NEW YORK - Brokers and insurers that sell equity index annuities using independent marketing organizations are clamoring for a more equitable and inclusive marketing process.
Allianz Life Insurance Co. of North America, which industry observers referred to as the "800-pound gorilla" of index annuities due to its market dominance, provides incentives for independent marketing organizations to sell the company's proprietary contracts by offering higher overrides and other perks, the observers said. It also has controlling stakes in several of the marketers.
Minneapolis-based Allianz has a one-third market share in equity index annuities, according to Advantage Compendium Ltd. in St. Louis, which tracks annuity sales. No other insurer has more than 10%.

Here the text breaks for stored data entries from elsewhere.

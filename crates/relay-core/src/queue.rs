//! Many-producer, single-consumer envelope queue carrying cross-thread
//! work into a service loop.
//!
//! Built on `std::sync::mpsc` rather than an async channel: the consumer
//! side only ever runs from the owning loop thread and wants a plain
//! bounded, non-blocking drain plus one blocking wait with a timeout —
//! `std::sync::mpsc::Receiver::recv_timeout` already gives exactly that,
//! so there is nothing an async runtime's channel would add here.

use std::sync::mpsc::{Receiver, RecvTimeoutError, Sender, TryRecvError};
use std::time::Duration;

use crate::error::CoreError;

/// An opaque unit of cross-thread work: a tag naming its purpose plus an
/// owned payload. The queue does not interpret either field.
pub struct Envelope {
    pub tag: String,
    pub payload: Box<dyn std::any::Any + Send>,
}

impl Envelope {
    pub fn new(tag: impl Into<String>, payload: impl std::any::Any + Send) -> Self {
        Self {
            tag: tag.into(),
            payload: Box::new(payload),
        }
    }

    pub fn downcast<T: 'static>(self) -> Result<T, Self> {
        match self.payload.downcast::<T>() {
            Ok(value) => Ok(*value),
            Err(payload) => Err(Self {
                tag: self.tag,
                payload,
            }),
        }
    }
}

/// The producer handle; cheap to clone, `Send + Sync`.
#[derive(Clone)]
pub struct QueueSender {
    inner: Sender<Envelope>,
}

impl QueueSender {
    /// Enqueues an envelope. Fails only once the consumer side has been
    /// dropped (service shutdown complete).
    pub fn push(&self, envelope: Envelope) -> Result<(), CoreError> {
        self.inner
            .send(envelope)
            .map_err(|_| CoreError::closed("message queue consumer has shut down"))
    }
}

/// The single-consumer side, owned by the service loop thread.
pub struct MessageQueue {
    receiver: Receiver<Envelope>,
}

impl MessageQueue {
    pub fn new() -> (QueueSender, MessageQueue) {
        let (tx, rx) = std::sync::mpsc::channel();
        (QueueSender { inner: tx }, MessageQueue { receiver: rx })
    }

    /// Drains up to `max` pending envelopes into `out`, without
    /// blocking. Returns the number drained. Bounding this per tick is
    /// what keeps one producer from starving the rest of the loop.
    pub fn drain_up_to(&self, max: usize, out: &mut Vec<Envelope>) -> usize {
        let mut drained = 0;
        while drained < max {
            match self.receiver.try_recv() {
                Ok(envelope) => {
                    out.push(envelope);
                    drained += 1;
                }
                Err(TryRecvError::Empty) | Err(TryRecvError::Disconnected) => break,
            }
        }
        drained
    }

    /// Blocks the calling (consumer) thread until an envelope arrives or
    /// `timeout` elapses. Returns `None` on timeout or disconnect — both
    /// are "nothing to do right now" from the loop's perspective.
    pub fn blocking_drain(&self, timeout: Duration) -> Option<Envelope> {
        match self.receiver.recv_timeout(timeout) {
            Ok(envelope) => Some(envelope),
            Err(RecvTimeoutError::Timeout) | Err(RecvTimeoutError::Disconnected) => None,
        }
    }
}
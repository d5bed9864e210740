//! Reference-counted objects and thread-local auto-release pools.
//!
//! The owning refcount is realized directly as `Arc`'s strong count:
//! `retain`/`release` are `Arc::clone`/`drop`, and `Arc`'s own decrement
//! already uses release-on-decrement, acquire-on-the-final-decrement
//! ordering — exactly the invariant §5 asks for — so `safe_retain` and
//! `safe_release` are thin, documented aliases rather than a second
//! counting mechanism. What this module actually adds on top of `Arc` is
//! the auto-release side: a thread-local LIFO stack of pool frames that
//! can hold extra clones alive until a well-defined drain point, so
//! handler code can hand back freshly built objects without following a
//! synchronous disposal discipline at every call site.

use std::any::Any;
use std::cell::RefCell;
use std::sync::Arc;

use crate::error::CoreError;

struct ObjectHeader {
    auto_ref: std::sync::atomic::AtomicUsize,
}

struct ObjectInner<T> {
    header: ObjectHeader,
    value: T,
}

/// A reference-counted handle, retained via `Arc` under the hood.
///
/// `ref_count` tracks the owning side; `auto_ref_count` tracks how many
/// live enlistments this object currently has in auto-release pools
/// (possibly on several different pool frames on this thread). The
/// invariant `ref_count() >= auto_ref_count() >= 0` holds because every
/// enlistment holds one of the clones counted in `ref_count`.
pub struct Object<T> {
    inner: Arc<ObjectInner<T>>,
}

impl<T> Clone for Object<T> {
    fn clone(&self) -> Self {
        self.retain()
    }
}

impl<T: 'static + Send + Sync> Object<T> {
    pub fn new(value: T) -> Self {
        Self {
            inner: Arc::new(ObjectInner {
                header: ObjectHeader {
                    auto_ref: std::sync::atomic::AtomicUsize::new(0),
                },
                value,
            }),
        }
    }

    pub fn retain(&self) -> Self {
        Self {
            inner: Arc::clone(&self.inner),
        }
    }

    pub fn release(self) {
        drop(self);
    }

    /// Alias for [`retain`](Self::retain) used at call sites where the
    /// object may cross a thread boundary before being released. `Arc`'s
    /// clone is already safe for that; the alias exists for readability
    /// at the handoff point, not for a different counting discipline.
    pub fn safe_retain(&self) -> Self {
        self.retain()
    }

    /// Alias for [`release`](Self::release); see [`safe_retain`](Self::safe_retain).
    pub fn safe_release(self) {
        self.release()
    }

    pub fn ref_count(&self) -> usize {
        Arc::strong_count(&self.inner)
    }

    pub fn auto_ref_count(&self) -> usize {
        self.inner
            .header
            .auto_ref
            .load(std::sync::atomic::Ordering::Acquire)
    }

    /// Enlists a clone of this object in the top frame of the calling
    /// thread's auto-release pool stack. Does not consume `self`; the
    /// caller keeps using its own handle, while the pool-held clone keeps
    /// the value alive until [`AutoReleasePool::drain`] runs.
    ///
    /// Returns [`ErrorKind::State`](crate::error::ErrorKind::State) if no
    /// pool is active on this thread. This crate never creates a pool
    /// implicitly — callers must push one with [`AutoReleasePool::new`].
    pub fn auto_release(&self) -> Result<(), CoreError> {
        enlist(self.retain())?;
        self.inner
            .header
            .auto_ref
            .fetch_add(1, std::sync::atomic::Ordering::Release);
        Ok(())
    }

    pub fn get(&self) -> &T {
        &self.inner.value
    }
}

impl<T> std::ops::Deref for Object<T> {
    type Target = T;

    fn deref(&self) -> &T {
        &self.inner.value
    }
}

/// A guard dropped by the pool drain logic; dropping it decrements the
/// object's `auto_ref` counter and then drops the held clone (the actual
/// `Release`).
struct AutoReleaseGuard<T: 'static> {
    obj: Object<T>,
}

impl<T: 'static> Drop for AutoReleaseGuard<T> {
    fn drop(&mut self) {
        self.obj
            .inner
            .header
            .auto_ref
            .fetch_sub(1, std::sync::atomic::Ordering::AcqRel);
    }
}

type PoolFrame = Vec<Box<dyn Any>>;

thread_local! {
    static POOL_STACK: RefCell<Vec<PoolFrame>> = const { RefCell::new(Vec::new()) };
}

fn enlist<T: 'static + Send + Sync>(obj: Object<T>) -> Result<(), CoreError> {
    POOL_STACK.with(|stack| {
        let mut stack = stack.borrow_mut();
        match stack.last_mut() {
            Some(frame) => {
                frame.push(Box::new(AutoReleaseGuard { obj }));
                Ok(())
            }
            None => Err(CoreError::state(
                "auto_release called with no active pool on this thread",
            )),
        }
    })
}

/// A LIFO stack frame of objects whose release is deferred until the
/// frame drains.
///
/// Pushing (`new`) and popping (`Drop`) are strictly nested per thread —
/// frames are plain stack discipline, so the only way to violate nesting
/// is to outlive a parent frame's lexical scope, which borrowck already
/// prevents for the common case of holding the guard in a local binding.
pub struct AutoReleasePool {
    _no_send_sync: std::marker::PhantomData<*const ()>,
}

impl AutoReleasePool {
    /// Pushes a new, empty frame onto this thread's pool stack.
    pub fn new() -> Self {
        POOL_STACK.with(|stack| stack.borrow_mut().push(Vec::new()));
        Self {
            _no_send_sync: std::marker::PhantomData,
        }
    }

    /// Releases every object enlisted in the *top* frame since the last
    /// drain, in reverse insertion order, without popping the frame
    /// itself. This is what the service loop calls once per tick.
    pub fn drain() -> usize {
        POOL_STACK.with(|stack| {
            let mut stack = stack.borrow_mut();
            match stack.last_mut() {
                Some(frame) => {
                    let mut taken = std::mem::take(frame);
                    let count = taken.len();
                    while let Some(entry) = taken.pop() {
                        drop(entry);
                    }
                    count
                }
                None => 0,
            }
        })
    }

    /// Depth of the pool stack on the calling thread; exposed for tests.
    pub fn depth() -> usize {
        POOL_STACK.with(|stack| stack.borrow().len())
    }
}

impl Default for AutoReleasePool {
    fn default() -> Self {
        Self::new()
    }
}

impl Drop for AutoReleasePool {
    fn drop(&mut self) {
        POOL_STACK.with(|stack| {
            if let Some(mut frame) = stack.borrow_mut().pop() {
                while let Some(entry) = frame.pop() {
                    drop(entry);
                }
            }
        });
    }
}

Allianz acquired its market share through hard work and superior treatment of its producers, and needn't offer excuses for being successful, said Patrick Foley, chief marketing officer at Allianz. "We have ownership interests in several field marketing organizations that sell the products of a variety of insurance companies," he said.
Profitable marketers purchased
"A few years ago, Allianz entered into contracts with several IMOs stating that once the IMOs reached a certain volume of business, Allianz would buy them out," said Tobin Johnson, annuity manager for Swenson Anderson Financial Group in Minneapolis, which manages $1 billion.
As a result, Allianz has a controlling ownership stake - often as high as 90% to 100% - in at least eight independent marketers, including American Financial Marketing Inc. in New Hope, Minn., GamePlan Financial Marketing LLC in Woodstock, Ga., and Life Sales in San Diego.
Others soon may be added as Allianz continues to do roadshows targeting independent marketers, said Rod Prahl, who once worked for American Financial but left after Allianz acquired it. He's an owner of a newly formed independent marketer, Renaissance Annuity Group LLC in New Hope, Minn.
In theory, independent marketers are supposed to act as a wholesaler for all insurers they contract with, but in practice they often favor their owner, said Mr. Johnson.
Allianz wants the independent marketers to "lead" with its products, Mr. Prahl said. But he added that the insurer also can make money if the marketers it owns sell the products of its competitors.
In addition to higher overrides, Allianz was the first insurer to offer bonus programs to the marketers and to help them with recruiting, according to Mr. Prahl.
"Our wholly owned FMOs are incentivized the same way as independent FMOs," Mr. Foley said. "The commission, override, product availability and training are the same."
Three other insurers that write equity index annuities - ING North America Insurance Corp. in Atlanta, Old Mutual Financial Network in Baltimore and AmerUs Group Co. in Des Moines - are at the forefront of companies demanding a greater share of the business from independent marketers, the observers said.
An ING spokesman and an Old Mutual spokeswoman declined to comment. A call to AmerUs was not immediately returned.
Mr. Foley was unaware of any insurers that have expressed a desire to pull out of independent marketers owned by Allianz.
But, according to Mr. Johnson, ING wants the independent marketers to do at least $20 million a year in fixed annuity business - including EIAs - with the company in order to continue its relationship with those firms.
"Old Mutual has already pulled out of many of the independent marketers, because the company wasn't one of their core carriers," Mr. Prahl said.
"These IMOs look independent, but they're not," Mr. Johnson said. "They offer products other than Allianz's, but approximately 75% or [more] of the EIAs they sell are Master-Dex and other Allianz products."
The independent marketers sell Allianz products only about one-third of the time, Mr. Foley said. "We don't push products on them."
MasterDex is the industry's top-selling equity index annuity, according to Beacon Research Publications Inc. in Evanston, Ill. But some brokers are hesitant about selling or recommending that product because of its mediocre performance.
Its 4.65% rate of return placed it in the bottom 35%, according to rankings developed by MCP Premium Software in Fullerton, Calif. By comparison, ING's SecureIndex7 returned 7.27%, although it was not a top-selling EIA in Beacon's study.
Those return figures were back-tested and based on flawed economic assumptions, Mr. Foley said.
Allianz's motto has always been "build a bigger army, and you'll win," Mr. Prahl said. So far, that philosophy seems to be working, he added.